Basta con i magistrati «di parte», e con chi li difende ma poi critica Vannacci

Il caso di Catania dimostra come diverse toghe schierate politicamente possano giudicare politici ed i loro atti. Con buona pace del concetto di «super partes»

Nel corso dell’ultima puntata di “Quarta Repubblica”, su Rete4, lo storico Angelo D’Orsi, riferendosi al giudice del tribunale di Catania che non ha convalidato il fermo dei migranti a Pozzallo, ha ripetuto con grande nonchalance un concetto che ormai in Italia viene dato per scontato: “Essere di sinistra non è una colpa”. Anche per una toga.

Il fatto che un magistrato esprima liberamente opinioni politiche, anche schierandosi apertamente con toni tutt’altro che velati, è una tradizione tutta italiana che da Tangentopoli in poi è divenuta consuetudine. Il quotidiano “La Repubblica” parlava di tale magistrato come una toga “senza macchia né colore”, quando sui social network risulta che nel 2018 abbia condiviso una petizione per sfiduciare il ministro dell’interno Salvini. E nel 2011 lo stesso magistrato scriveva: “Ricordiamoci che c’è qualcosa anche a sinistra di Vendola”.

La libertà di pensiero è sacra, ma può un magistrato schierarsi politicamente su questioni nelle quali esercita il suo servizio? E’ lecito che nel nostro Paese esista una corrente storicamente progressista, Magistratura Democratica, che si è sempre ritenuta alla stregua di un partito politico in toga? Qua si scontrano due filosofie. Quella liberale del magistrato silente, che come la moglie di Cesare indossa la toga come divisa di servizio, che applica le leggi e non le contesta. E poi c’è la concezione “democratica” della magistratura, quella nata negli anni Sessanta ben riassunta dall’ex segretario di Md Livio Pepino: cioè quella secondo cui la Costituzione, “prima ancora che la fedeltà alla legge, comanda” per le toghe “la disobbedienza a ciò che legge non è. Disobbedienza al pasoliniano “palazzo”, disobbedienza ai potentati economici”.

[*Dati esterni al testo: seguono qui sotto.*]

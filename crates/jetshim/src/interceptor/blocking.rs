//! Synchronous surface over [`CommandInterceptor`].
//!
//! Callers without an async runtime drive the interceptor through a private
//! current-thread runtime. Each call blocks until the command completes; the
//! flow and ordering of effects are those of the async interceptor.
//!
//! Must not be used from inside another tokio runtime.

use tokio::runtime::{Builder, Runtime};

use super::{CommandInterceptor, CommandOutcome};
use crate::batch::MigrationBatchExecutor;
use crate::error::Result;
use crate::pattern::Classified;

pub struct BlockingInterceptor {
    inner: CommandInterceptor,
    runtime: Runtime,
}

impl BlockingInterceptor {
    pub fn new(inner: CommandInterceptor) -> Result<Self> {
        let runtime = Builder::new_current_thread().enable_all().build()?;
        Ok(Self { inner, runtime })
    }

    pub fn inner(&self) -> &CommandInterceptor {
        &self.inner
    }

    pub fn classify(&self, text: &str) -> Result<Option<Classified>> {
        self.inner.classify(text)
    }

    /// Execute one command to completion.
    pub fn execute(&self, text: &str) -> Result<CommandOutcome> {
        self.runtime.block_on(self.inner.execute(text))
    }

    /// Execute a command list, isolating lifecycle commands.
    pub fn execute_batch<S: AsRef<str>>(&self, commands: &[S]) -> Result<Vec<CommandOutcome>> {
        let executor = MigrationBatchExecutor::new(&self.inner);
        self.runtime.block_on(executor.execute_all(commands, None))
    }
}

#[cfg(test)]
mod tests {
    use std::path::Path;
    use std::sync::Arc;

    use async_trait::async_trait;

    use super::*;
    use crate::config::ShimConfig;
    use crate::core::{NoPooling, StoreEngine};
    use crate::lifecycle::{LifecycleOutcome, StorageFormat};
    use crate::testing::{Behavior, FakeConnection, FakeProvider};

    struct FileEngine;

    #[async_trait]
    impl StoreEngine for FileEngine {
        async fn create_database(
            &self,
            path: &Path,
            _password: Option<&str>,
            _format: StorageFormat,
        ) -> Result<()> {
            tokio::fs::write(path, b"").await?;
            Ok(())
        }
    }

    #[test]
    fn test_blocking_lifecycle_round_trip() {
        let dir = tempfile::tempdir().unwrap();
        let conn = Arc::new(FakeConnection::opened());
        let shim = BlockingInterceptor::new(CommandInterceptor::new(
            conn.clone(),
            Arc::new(FakeProvider::new(Behavior::Answer)),
            Arc::new(NoPooling),
            Arc::new(FileEngine),
            ShimConfig::default().with_data_directory(dir.path()),
        ))
        .unwrap();

        let created = shim
            .execute("CREATE DATABASE '|DataDirectory|/Blocking'")
            .unwrap();
        let expected = dir.path().join("Blocking.accdb");
        assert!(matches!(
            created,
            CommandOutcome::Lifecycle(LifecycleOutcome::Created(ref p)) if *p == expected
        ));
        assert!(expected.exists());

        let dropped = shim
            .execute("DROP DATABASE '|DataDirectory|/Blocking.accdb'")
            .unwrap();
        assert!(matches!(
            dropped,
            CommandOutcome::Lifecycle(LifecycleOutcome::Dropped(_))
        ));
        assert!(!expected.exists());
        assert!(conn.log().is_empty());
    }

    #[test]
    fn test_blocking_batch() {
        let conn = Arc::new(FakeConnection::opened());
        let shim = BlockingInterceptor::new(CommandInterceptor::new(
            conn.clone(),
            Arc::new(FakeProvider::new(Behavior::Answer)),
            Arc::new(NoPooling),
            Arc::new(FileEngine),
            ShimConfig::default(),
        ))
        .unwrap();

        let outcomes = shim.execute_batch(&["UPDATE a SET x = 1", "UPDATE b SET y = 2"]).unwrap();
        assert_eq!(outcomes.len(), 2);
        assert_eq!(
            conn.log(),
            ["begin", "exec UPDATE a SET x = 1", "exec UPDATE b SET y = 2", "commit"]
        );
    }
}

Questa idea della magistratura combattente che raddrizza i torti del mondo a colpi di sentenze, è una concezione pericolosa insinuatasi a tal punto nel vivere civile, che chi la contesta passa quasi per matto. E’ per questo che tolleriamo come niente fosse il moltiplicarsi delle “correnti” delle toghe, e le sottocorrenti in guerra tra loro, davanti e dietro i riflettori. Per non parlare dell’Anm, equiparato ormai a una Fiom tribunalizia.

E la cosa curiosa è che nello stesso tempo, mentre a un magistrato viene garantita piena libertà di partigianeria, accade che la stessa libertà non venga accordata a un militare (leggasi Vannacci), o addirittura venga negata a un Ministro della Repubblica (leggasi Roccella), zittito a un pubblico dibattito poiché simbolo della difesa della famiglia tradizionale. Certe cose non si possono dire in quanto politicamente scorrette, ma contemporaneamente i magistrati, se vogliono, possono schierarsi apertamente nell’agone politico, esprimere giudizi su questo o quel ministro, e nessuno può permettersi di alzare il dito e dissentire.

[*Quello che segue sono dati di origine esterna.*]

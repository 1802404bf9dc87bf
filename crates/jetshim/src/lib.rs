//! # jetshim
//!
//! Command interception for desktop database engines in the Jet/ACE family
//! (`.mdb` / `.accdb` files).
//!
//! The engine lacks several statements that schema tooling takes for granted.
//! This library recognizes them in outgoing command text and carries them
//! out another way:
//!
//! - **Catalog queries** against `INFORMATION_SCHEMA` objects, answered from
//!   native schema reads and filtered in memory
//! - **`CREATE DATABASE` / `DROP DATABASE`**, performed on the file system
//! - **`ALTER TABLE ... RENAME`**, performed through the schema provider
//! - **Batch partitioning** so lifecycle commands run alone
//!
//! Everything else is forwarded to the driver unchanged.
//!
//! ## Example
//!
//! ```rust,ignore
//! use std::sync::Arc;
//! use jetshim::{CommandInterceptor, CommandOutcome, NoPooling, ShimConfig};
//!
//! let shim = CommandInterceptor::new(connection, provider, Arc::new(NoPooling), engine, ShimConfig::default());
//! if let CommandOutcome::Rows(rows) = shim
//!     .execute("SELECT * FROM `INFORMATION_SCHEMA.TABLES` ORDER BY TABLE_NAME")
//!     .await?
//! {
//!     for row in rows {
//!         println!("{:?}", row);
//!     }
//! }
//! ```

pub mod batch;
pub mod catalog;
pub mod config;
pub mod connection;
pub mod core;
pub mod error;
pub mod filter;
pub mod interceptor;
pub mod lifecycle;
pub mod pattern;
pub mod rename;

#[cfg(test)]
mod testing;

// Re-exports for convenient access
pub use batch::{partition, partition_by, MigrationBatchExecutor};
pub use catalog::{build_snapshot, CatalogObject, SnapshotTable};
pub use config::ShimConfig;
pub use crate::core::{
    ColumnDef, ColumnType, DriverConnection, NativeResult, NoPooling, PoolManager, Row,
    SchemaProvider, StoreEngine, Value,
};
pub use error::{Result, ShimError};
pub use filter::Cursor;
pub use interceptor::blocking::BlockingInterceptor;
pub use interceptor::{CommandInterceptor, CommandOutcome};
pub use lifecycle::{LifecycleExecutor, LifecycleOutcome, LifecycleState, StorageFormat};
pub use pattern::{classify, Classified, Intercepted, LifecycleRequest, PatternKind};
pub use rename::RenameExecutor;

C’è qualcosa di storto che va raddrizzato, e non si tratta di censurare nessuno: ma perlomeno domandiamoci se in un Paese civile il comizio e la veste giurisdizionale possano accavallarsi così sfacciatamente. Fino al punto, e anche a questo ormai siamo abituati, che le toghe possano entrare e uscire dal parlamento per ritornare nelle aule di giustizia come niente fosse.